Mark Adickes

No. 61
- Position: Guard

Personal information
- Born: April 22, 1961 (age 65) Bad Cannstatt, West Germany

Career information
- High school: Killeen (Killeen, Texas, U.S.)
- College: Baylor
- Supplemental draft: 1984: 1st round, 5th overall pick

Career history
- Los Angeles Express (1984–1985); Kansas City Chiefs (1986–1989); Washington Redskins (1990–1992);

Awards and highlights
- Super Bowl champion (XXVI); Second-team All-American (1983); First-team All-SWC (1983);

Career NFL statistics
- Games played: 77
- Games started: 49
- Touchdowns: 1
- Stats at Pro Football Reference

= Mark Adickes =

American football player and orthopedic surgeon (born 1961)

Mark Stephen Adickes (born April 22, 1961) is an orthopedic surgeon and a former American football offensive lineman in the National Football League (NFL) for the Kansas City Chiefs and Washington Redskins. Adickes was an All-American offensive lineman at Baylor University and later attended George Mason University and Harvard University Medical School. He is ESPN's NFL injury analyst and is the chief of sports medicine for Baylor College of Medicine.

==Early life==
Adickes played high school football at Killeen High School in Killeen, Texas. He attended and played college football at Baylor University, where he was named an All-American.

Adickes was inducted into the Baylor Sports Hall of Fame in 1998.

==Professional career==
Adickes started his professional football career in the United States Football League (USFL) for the Los Angeles Express in 1984 where he blocked for Steve Young. He was then chosen in the 1984 NFL Supplemental Draft of USFL and CFL Players by the Kansas City Chiefs, where he would play for four years. He then played for two years for the Washington Redskins, winning the Super Bowl.

==Medical career==
After retiring from the NFL, Adickes attended George Mason University and then Harvard University Medical School, after which he completed his residency in orthopedic surgery at the Mayo Clinic in Rochester, Minnesota. Adickes completed his sports medicine fellowship under the tutelage of Richard Steadman at the Steadman-Hawkins Clinic in Vail, Colorado.

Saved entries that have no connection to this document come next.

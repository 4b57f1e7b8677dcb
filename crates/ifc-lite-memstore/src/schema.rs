// This Source Code Form is subject to the terms of the Mozilla Public
// License, v. 2.0. If a copy of the MPL was not distributed with this
// file, You can obtain one at https://mozilla.org/MPL/2.0/.

//! Schema definitions backing kind-of checks and attribute reflection

use ifc_lite_sdai::{AggregationType, AttrKind, AttributeDescriptor, Result, StoreError};
use rustc_hash::{FxHashMap, FxHashSet};
use serde::{Deserialize, Serialize};

/// One declared attribute
#[derive(Clone, Debug, PartialEq, Eq, Serialize, Deserialize)]
pub struct AttributeDef {
    pub name: String,
    pub kind: AttrKind,
    /// Named domain: entity, enumeration or select type
    #[serde(default)]
    pub domain: Option<String>,
    #[serde(default)]
    pub aggregation: Option<AggregationType>,
    #[serde(default)]
    pub optional: bool,
    #[serde(default)]
    pub inverse: bool,
}

impl AttributeDef {
    /// Create a required attribute
    pub fn new(name: impl Into<String>, kind: AttrKind) -> Self {
        Self {
            name: name.into(),
            kind,
            domain: None,
            aggregation: None,
            optional: false,
            inverse: false,
        }
    }

    /// Integer, real, boolean or logical attribute
    pub fn simple(name: impl Into<String>) -> Self {
        Self::new(name, AttrKind::Simple)
    }

    /// String or binary attribute
    pub fn text(name: impl Into<String>) -> Self {
        Self::new(name, AttrKind::Text)
    }

    /// Entity reference attribute
    pub fn entity(name: impl Into<String>, domain: impl Into<String>) -> Self {
        Self::new(name, AttrKind::EntityRef).with_domain(domain)
    }

    /// Enumeration attribute
    pub fn enumeration(name: impl Into<String>, domain: impl Into<String>) -> Self {
        Self::new(name, AttrKind::Enumeration).with_domain(domain)
    }

    /// SELECT attribute
    pub fn select(name: impl Into<String>, domain: impl Into<String>) -> Self {
        Self::new(name, AttrKind::Select).with_domain(domain)
    }

    /// Aggregate attribute; `domain` names the element entity/type if any
    pub fn aggregate(name: impl Into<String>, aggregation: AggregationType) -> Self {
        let mut attr = Self::new(name, AttrKind::Aggregate);
        attr.aggregation = Some(aggregation);
        attr
    }

    /// Set the named domain
    pub fn with_domain(mut self, domain: impl Into<String>) -> Self {
        self.domain = Some(domain.into());
        self
    }

    /// Mark as OPTIONAL
    pub fn optional(mut self) -> Self {
        self.optional = true;
        self
    }

    /// Mark as INVERSE
    pub fn inverse(mut self) -> Self {
        self.inverse = true;
        self
    }
}

/// One declared entity
#[derive(Clone, Debug, PartialEq, Eq, Serialize, Deserialize)]
pub struct EntityDef {
    pub name: String,
    #[serde(default)]
    pub supertypes: Vec<String>,
    #[serde(default, rename = "abstract")]
    pub is_abstract: bool,
    #[serde(default)]
    pub attributes: Vec<AttributeDef>,
}

impl EntityDef {
    /// Create an entity with no supertypes or attributes
    pub fn new(name: impl Into<String>) -> Self {
        Self {
            name: name.into(),
            supertypes: Vec::new(),
            is_abstract: false,
            attributes: Vec::new(),
        }
    }

    /// Add a supertype
    pub fn subtype_of(mut self, supertype: impl Into<String>) -> Self {
        self.supertypes.push(supertype.into());
        self
    }

    /// Mark as ABSTRACT
    pub fn abstract_entity(mut self) -> Self {
        self.is_abstract = true;
        self
    }

    /// Add a declared attribute
    pub fn attribute(mut self, attr: AttributeDef) -> Self {
        self.attributes.push(attr);
        self
    }
}

#[derive(Deserialize)]
struct SchemaData {
    name: String,
    entities: Vec<EntityDef>,
}

/// A validated schema with flattened attribute lists
#[derive(Clone, Debug)]
pub struct Schema {
    name: String,
    /// Upper-cased entity name -> definition
    entities: FxHashMap<String, EntityDef>,
    /// Upper-cased entity name -> attributes, inherited first
    flattened: FxHashMap<String, Vec<AttributeDescriptor>>,
}

impl Schema {
    /// Start building a schema
    pub fn builder(name: impl Into<String>) -> SchemaBuilder {
        SchemaBuilder {
            name: name.into(),
            entities: Vec::new(),
        }
    }

    /// Load a schema from JSON (`{"name": ..., "entities": [...]}`)
    pub fn from_json(json: &str) -> Result<Self> {
        let data: SchemaData =
            serde_json::from_str(json).map_err(|e| StoreError::schema(e.to_string()))?;
        let mut builder = Schema::builder(data.name);
        builder.entities = data.entities;
        builder.build()
    }

    /// Schema name (e.g., "IFC4")
    pub fn name(&self) -> &str {
        &self.name
    }

    /// Look up an entity by case-insensitive name
    pub fn entity(&self, name: &str) -> Option<&EntityDef> {
        self.entities.get(&name.to_ascii_uppercase())
    }

    /// Number of entities
    pub fn entity_count(&self) -> usize {
        self.entities.len()
    }

    /// Check if `type_name` is `candidate` or one of its subtypes
    pub fn is_kind_of(&self, type_name: &str, candidate: &str) -> bool {
        let mut pending = vec![type_name.to_ascii_uppercase()];
        let target = candidate.to_ascii_uppercase();
        while let Some(current) = pending.pop() {
            if current == target {
                return true;
            }
            if let Some(def) = self.entities.get(&current) {
                pending.extend(def.supertypes.iter().map(|s| s.to_ascii_uppercase()));
            }
        }
        false
    }

    /// Attributes of an entity, supertype attributes first
    pub fn attributes(&self, entity: &str) -> &[AttributeDescriptor] {
        self.flattened
            .get(&entity.to_ascii_uppercase())
            .map(Vec::as_slice)
            .unwrap_or(&[])
    }

    /// Find one attribute of an entity by case-insensitive name
    pub fn attribute(&self, entity: &str, attr: &str) -> Option<&AttributeDescriptor> {
        self.attributes(entity)
            .iter()
            .find(|a| a.name.eq_ignore_ascii_case(attr))
    }

    /// Direct supertypes of an entity
    pub fn supertypes(&self, entity: &str) -> Vec<String> {
        self.entity(entity)
            .map(|def| def.supertypes.clone())
            .unwrap_or_default()
    }

    fn flatten(
        entities: &FxHashMap<String, EntityDef>,
        key: &str,
        visiting: &mut FxHashSet<String>,
        out: &mut Vec<AttributeDescriptor>,
    ) -> Result<()> {
        let def = entities
            .get(key)
            .ok_or_else(|| StoreError::UnknownEntity(key.to_string()))?;
        if !visiting.insert(key.to_string()) {
            return Err(StoreError::schema(format!(
                "supertype cycle through {}",
                def.name
            )));
        }

        for supertype in &def.supertypes {
            Self::flatten(entities, &supertype.to_ascii_uppercase(), visiting, out)?;
        }

        for attr in &def.attributes {
            // Diamond inheritance and redeclared attributes: first one wins
            if out.iter().any(|a| a.name.eq_ignore_ascii_case(&attr.name)) {
                log::debug!(
                    "skipping duplicate attribute {} declared by {}",
                    attr.name,
                    def.name
                );
                continue;
            }
            out.push(AttributeDescriptor {
                name: attr.name.clone(),
                declaring_entity: def.name.clone(),
                kind: attr.kind,
                domain: attr.domain.clone(),
                aggregation: attr.aggregation,
                optional: attr.optional,
                inverse: attr.inverse,
            });
        }

        visiting.remove(key);
        Ok(())
    }
}

/// Builder for [`Schema`]
pub struct SchemaBuilder {
    name: String,
    entities: Vec<EntityDef>,
}

impl SchemaBuilder {
    /// Add an entity definition
    pub fn entity(mut self, def: EntityDef) -> Self {
        self.entities.push(def);
        self
    }

    /// Validate supertypes and flatten attribute lists
    pub fn build(self) -> Result<Schema> {
        let mut entities: FxHashMap<String, EntityDef> = FxHashMap::default();
        for def in self.entities {
            let key = def.name.to_ascii_uppercase();
            if entities.contains_key(&key) {
                return Err(StoreError::schema(format!("duplicate entity {}", def.name)));
            }
            entities.insert(key, def);
        }

        for def in entities.values() {
            for supertype in &def.supertypes {
                if !entities.contains_key(&supertype.to_ascii_uppercase()) {
                    return Err(StoreError::schema(format!(
                        "{} names unknown supertype {}",
                        def.name, supertype
                    )));
                }
            }
        }

        let mut flattened = FxHashMap::default();
        for key in entities.keys() {
            let mut attrs = Vec::new();
            Schema::flatten(&entities, key, &mut FxHashSet::default(), &mut attrs)?;
            flattened.insert(key.clone(), attrs);
        }

        Ok(Schema {
            name: self.name,
            entities,
            flattened,
        })
    }
}
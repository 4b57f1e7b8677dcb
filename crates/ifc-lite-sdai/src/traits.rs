// This Source Code Form is subject to the terms of the Mozilla Public
// License, v. 2.0. If a copy of the MPL was not distributed with this
// file, You can obtain one at https://mozilla.org/MPL/2.0/.

//! The store capability interface
//!
//! Every operation is a direct, synchronous call. Stores use interior
//! mutability behind `&self`; callers serialize access to one store.

use crate::{
    AdbHandle, AggregateHandle, AttributeDescriptor, InstanceHandle, ModelHandle, Result,
    StoreKind, StoreValue,
};

/// Generic get/put-by-name access to an EXPRESS instance population
///
/// Reads return `None` when the slot is unset or the stored value cannot be
/// coerced to the requested kind. Writes report bad handles and names through
/// [`crate::StoreError`].
///
/// # Ownership
///
/// ADBs and aggregates attached to an attribute slot (or nested in an
/// attached aggregate) belong to the store. Handles created but never
/// attached belong to the caller, which releases them with
/// [`release_adb`](Self::release_adb) / [`release_aggregate`](Self::release_aggregate).
pub trait AttributeStore {
    /// Create an instance of `type_name` in `model`
    fn create_instance(&self, model: ModelHandle, type_name: &str) -> Result<InstanceHandle>;

    /// Check if the instance's type is, or derives from, `type_name`
    ///
    /// Returns `false` for the null handle and unknown names.
    fn is_kind_of(&self, instance: InstanceHandle, type_name: &str) -> bool;

    /// Name of the type the instance was created as
    fn instance_type(&self, instance: InstanceHandle) -> Option<String>;

    /// Line number of the instance in exchange-file terms (`#n`)
    fn step_id(&self, instance: InstanceHandle) -> Option<u64>;

    /// Read an attribute, coerced to `kind`
    fn get_attribute(
        &self,
        instance: InstanceHandle,
        attr: &str,
        kind: StoreKind,
    ) -> Option<StoreValue>;

    /// Replace an attribute's value
    ///
    /// An unattached ADB or aggregate is adopted by the slot. One the store
    /// already owns elsewhere is copied, so no two slots share a handle.
    fn put_attribute(&self, instance: InstanceHandle, attr: &str, value: StoreValue) -> Result<()>;

    /// Reset an attribute to unset (`$`)
    fn clear_attribute(&self, instance: InstanceHandle, attr: &str) -> Result<()>;

    /// The ADB currently held by an attribute slot, `None` if unset
    ///
    /// The returned handle stays owned by the store.
    fn get_attribute_adb(&self, instance: InstanceHandle, attr: &str) -> Option<AdbHandle> {
        match self.get_attribute(instance, attr, StoreKind::Adb)? {
            StoreValue::Adb(adb) => adb.non_null(),
            _ => None,
        }
    }

    /// Box a value into a new, unattached ADB with an empty type path
    fn create_adb(&self, value: StoreValue) -> AdbHandle;

    /// Set the type name at `depth` of an ADB's type path
    ///
    /// Deeper entries are discarded; `depth` may be at most the current length.
    fn set_adb_type_path(&self, adb: AdbHandle, depth: usize, type_name: &str) -> Result<()>;

    /// Type name at `depth` of an ADB's type path (0 = outermost)
    fn adb_type_path(&self, adb: AdbHandle, depth: usize) -> Option<String>;

    /// Read an ADB's value, coerced to `kind`
    fn adb_value(&self, adb: AdbHandle, kind: StoreKind) -> Option<StoreValue>;

    /// Free an ADB the caller owns
    fn release_adb(&self, adb: AdbHandle);

    /// Create an empty aggregate, bound to `owner.attr` or anonymous when `attr` is `None`
    ///
    /// A bound aggregate replaces the attribute's current value.
    fn create_aggregate(&self, owner: InstanceHandle, attr: Option<&str>)
        -> Result<AggregateHandle>;

    /// Number of members in an aggregate (0 for unknown handles)
    fn aggregate_member_count(&self, aggregate: AggregateHandle) -> usize;

    /// Read the member at `index`, coerced to `kind`
    ///
    /// Reading as [`StoreKind::Adb`] creates a new ADB owned by the caller.
    fn aggregate_element(
        &self,
        aggregate: AggregateHandle,
        index: usize,
        kind: StoreKind,
    ) -> Option<StoreValue>;

    /// Append a member; ADB values are copied, unattached aggregates are adopted
    fn append_aggregate_element(&self, aggregate: AggregateHandle, value: StoreValue)
        -> Result<()>;

    /// Free an anonymous aggregate the caller owns, with everything nested in it
    fn release_aggregate(&self, aggregate: AggregateHandle);

    /// Attributes of an entity, inherited ones first
    fn attributes(&self, entity: &str) -> Vec<AttributeDescriptor>;

    /// Direct supertypes of an entity
    fn supertypes(&self, entity: &str) -> Vec<String>;

    /// Check if an entity is declared ABSTRACT
    fn is_abstract(&self, entity: &str) -> bool;
}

Adickes is formerly the Co-medical Director and Orthopedic Surgeon at the Memorial Hermann Hospital Sports Medicine Institute in Houston, Texas. He is chief of the division of sports medicine and associate professor of orthopedic surgery at Baylor College of Medicine.

Adickes is team physician for the Houston Rockets, United States Ski Team, Houston Livestock Show and Rodeo and University of St. Thomas.

==Television career==
Adickes worked with Tricia Bradley of Serious Fun Productions, LLC, to blend his two distinct careers: a professional football player and an orthopedic surgeon, aka, Jock to Doc. In 2013, Adickes was signed to ESPN as an injury expert and appears on a regular basis when a top athlete gets injured. At the start of the 2014 NFL season, DirecTV launched a new channel called "The Fantasy Zone," and Adickes became an integral member of the show. Adickes has appeared on the NBC Today Show, where he discussed concussions and football. He has also made appearances on Fox NFL Sunday and was a regular guest on CBS's The Doctors. Adickes is the host of a sports medicine documentary program, Athlete 360, on which he interviews professional athletes who have sustained major injuries necessitating orthopedic surgery. Some of the featured athletes include Kevin Everett, Dikembe Mutombo, Mark Schlereth, and golfer Stacy Lewis, whose modified scoliosis surgery made her career in golf possible. In 2013 Adickes was hired by ESPN as its NFL injury analyst.